Savcının talebi „Cumhurbaşkanı`na hakaretden tutuklanması“. Tabi ki, Adalet Bakanı Gül savcı ve hakimden önce kararını kamuoyu ile paylaşmıştı, yani bu kadını tutuklayın. Adalet Bakanı tutuklayın derse, savcı ve hakimin ne hadlerine ki, Sedef Kabaş`ı serbest bıraksınlar. Sonunda üçlünün vermiş oldukları karar yazıya döküldü ve Sedef Kabaş tutuklandı.
Şimdi gelelim Mevlana`ın sözüne:
Gece gibi ol ayıpları örtmekte.
Nerede kaldı ayıpları örtmek, diyelim ki Sedef Kabaş söylediği Atasözü ile sınırı aşmış. Onu devlet adamı büyüklüğü ile uyarmak varken, tutuklatmak neden?
Beyler sizlerden öncede bu ülkede onlarca Cumhurbaşkanı, başkakan veya bakanlar bu ülkeyi yönetti.
Demek ki, sizler geçmişde ki Süleyman Demirel, Bülent Ecevit, Turgut Özal veya faşist Kenan Evren hakkında söylenen sözleri okumamış, onlar hakkında çizilen karikatürleri hiç görmemişsiniz. Eğer onları okumuş veya görmüş olsaydınız, o zaman Mevlana gibi düşünürdünüz.
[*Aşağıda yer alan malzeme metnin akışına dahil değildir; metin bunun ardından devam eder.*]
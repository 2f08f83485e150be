//! refs::walker
//!
//! Streaming reference walks over `git for-each-ref`.

use std::path::Path;

use tracing::debug;

use crate::core::context::RequestContext;
use crate::git::{GitCommand, LineStream};

use super::instructor::{Instructor, WalkInstruction};
use super::{ReferenceField, SortField, SortOrder, WalkEntry, WalkError};

/// Field separator inside one `for-each-ref` output line.
const FIELD_SEPARATOR: char = '\0';

/// What to walk and how to order it.
#[derive(Debug, Clone, PartialEq, Eq)]
pub struct WalkOptions {
    /// Glob patterns; empty walks every reference.
    pub patterns: Vec<String>,
    /// Fields to project; empty means name and target.
    pub fields: Vec<ReferenceField>,
    pub sort: SortField,
    pub order: SortOrder,
    /// Most references to read, `0` for all.
    pub max_walk_distance: usize,
}

impl Default for WalkOptions {
    fn default() -> Self {
        Self {
            patterns: Vec::new(),
            fields: vec![ReferenceField::Name, ReferenceField::ObjectName],
            sort: SortField::Name,
            order: SortOrder::Default,
            max_walk_distance: 0,
        }
    }
}

impl WalkOptions {
    fn effective_fields(&self) -> Vec<ReferenceField> {
        if self.fields.is_empty() {
            vec![ReferenceField::Name, ReferenceField::ObjectName]
        } else {
            self.fields.clone()
        }
    }

    /// `--sort` argument: creator date sorts newest first unless asked otherwise.
    pub fn sort_arg(&self) -> String {
        let descending = match self.sort {
            SortField::Name => self.order == SortOrder::Desc,
            SortField::CreatorDate => self.order != SortOrder::Asc,
        };
        let key = self.sort.as_git_key();
        if descending {
            format!("-{key}")
        } else {
            key.to_string()
        }
    }

    fn format_arg(fields: &[ReferenceField]) -> String {
        fields
            .iter()
            .map(|f| f.as_format_atom())
            .collect::<Vec<_>>()
            .join("%00")
    }
}

/// Counts from a finished walk.
#[derive(Debug, Clone, Copy, Default, PartialEq, Eq)]
pub struct WalkStats {
    /// References read from the source.
    pub scanned: usize,
    /// References passed to the handler.
    pub handled: usize,
}

/// Drive a walk over any entry source.
///
/// Pulls entries until the source ends, `max_walk_distance` entries have
/// been read, or the instructor says stop.
///
/// # Errors
///
/// The first error from the source or the handler ends the walk.
pub fn walk_entries<S, I, H, E>(
    source: S,
    instructor: &mut I,
    max_walk_distance: usize,
    mut handler: H,
) -> Result<WalkStats, E>
where
    S: IntoIterator<Item = Result<WalkEntry, E>>,
    I: Instructor + ?Sized,
    H: FnMut(WalkEntry) -> Result<(), E>,
{
    let mut stats = WalkStats::default();
    for entry in source {
        if max_walk_distance > 0 && stats.scanned >= max_walk_distance {
            break;
        }
        let entry = entry?;
        stats.scanned += 1;
        match instructor.instruct(&entry) {
            WalkInstruction::Handle => {
                handler(entry)?;
                stats.handled += 1;
            }
            WalkInstruction::Skip => {}
            WalkInstruction::Stop => break,
        }
    }
    Ok(stats)
}

/// Pull iterator of projected references from a running `for-each-ref`.
#[derive(Debug)]
pub struct ReferenceStream {
    lines: LineStream,
    fields: Vec<ReferenceField>,
}

impl ReferenceStream {
    /// Start `git for-each-ref` in `repo` with the given options.
    pub fn open(
        ctx: &RequestContext,
        git_binary: &str,
        repo: &Path,
        options: &WalkOptions,
    ) -> Result<Self, WalkError> {
        let fields = options.effective_fields();
        let mut cmd = GitCommand::new("for-each-ref")
            .binary(git_binary)
            .dir(repo)
            .arg(format!("--format={}", WalkOptions::format_arg(&fields)))
            .arg(format!("--sort={}", options.sort_arg()));
        if options.max_walk_distance > 0 {
            cmd = cmd.arg(format!("--count={}", options.max_walk_distance));
        }
        cmd = cmd.arg("--ignore-case").args(&options.patterns);

        debug!(
            repo = %repo.display(),
            patterns = ?options.patterns,
            sort = %options.sort_arg(),
            "walking references"
        );
        Ok(Self {
            lines: cmd.stream(ctx)?,
            fields,
        })
    }

    fn parse(&self, line: &str) -> Result<WalkEntry, WalkError> {
        let values: Vec<&str> = line.split(FIELD_SEPARATOR).collect();
        if values.len() != self.fields.len() {
            return Err(WalkError::MalformedEntry(line.replace('\0', " ")));
        }
        let mut entry = WalkEntry::default();
        for (field, value) in self.fields.iter().zip(values) {
            entry.insert(*field, value.to_string());
        }
        Ok(entry)
    }
}

impl Iterator for ReferenceStream {
    type Item = Result<WalkEntry, WalkError>;

    fn next(&mut self) -> Option<Self::Item> {
        loop {
            match self.lines.next()? {
                Ok(line) if line.is_empty() => continue,
                Ok(line) => return Some(self.parse(&line)),
                Err(e) => return Some(Err(e.into())),
            }
        }
    }
}

/// Walk the references of `repo`, calling `handler` for each one the
/// instructor handles.
pub fn walk_references<I, H, E>(
    ctx: &RequestContext,
    git_binary: &str,
    repo: &Path,
    options: &WalkOptions,
    instructor: &mut I,
    handler: H,
) -> Result<WalkStats, E>
where
    I: Instructor + ?Sized,
    H: FnMut(WalkEntry) -> Result<(), E>,
    E: From<WalkError>,
{
    let stream = ReferenceStream::open(ctx, git_binary, repo, options)?;
    walk_entries(
        stream.map(|entry| entry.map_err(E::from)),
        instructor,
        options.max_walk_distance,
        handler,
    )
}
Kenan Evren kendisine etek giydiren Levent Kırca`yı makamına çağırmış, beni çok güldürdün, seni kutlarım diyebilmiştir.
Sizler ise almış olduğunuz kararlara veya yasalara uymuyorsanız, Allah aşkına, sizlerin sözlerine veya verdiğiniz güvencelere kim inanır.
Sonunda, 2022 senesinde Cumhurbaşkanı Cuma namazı sonrasında eline mikrofonu alıp cemaate „O uzanan dilleri yeri geldiğinde koparmak bizim görevimizdir.”derken, ne kadar çağdaş bir ülke konumuna geldiğimizi anlatmıştır.
Çağdaş bir ülke olacağımıza, ilkel bir ülke, yani dil koparan ülke durumuna geldiysek, biz çağdaş dünyanın neresindeyiz?
Çağdaş bir hukuk devleti olacağımıza, insanları gece yarılarında evlerinde gözaltına alan ülke olmaya devam ediyoruz.
Beyler yapmayın, bu ülkeyi daha fazla rezil etmeyin. Sonunda sizlerde fanisiniz.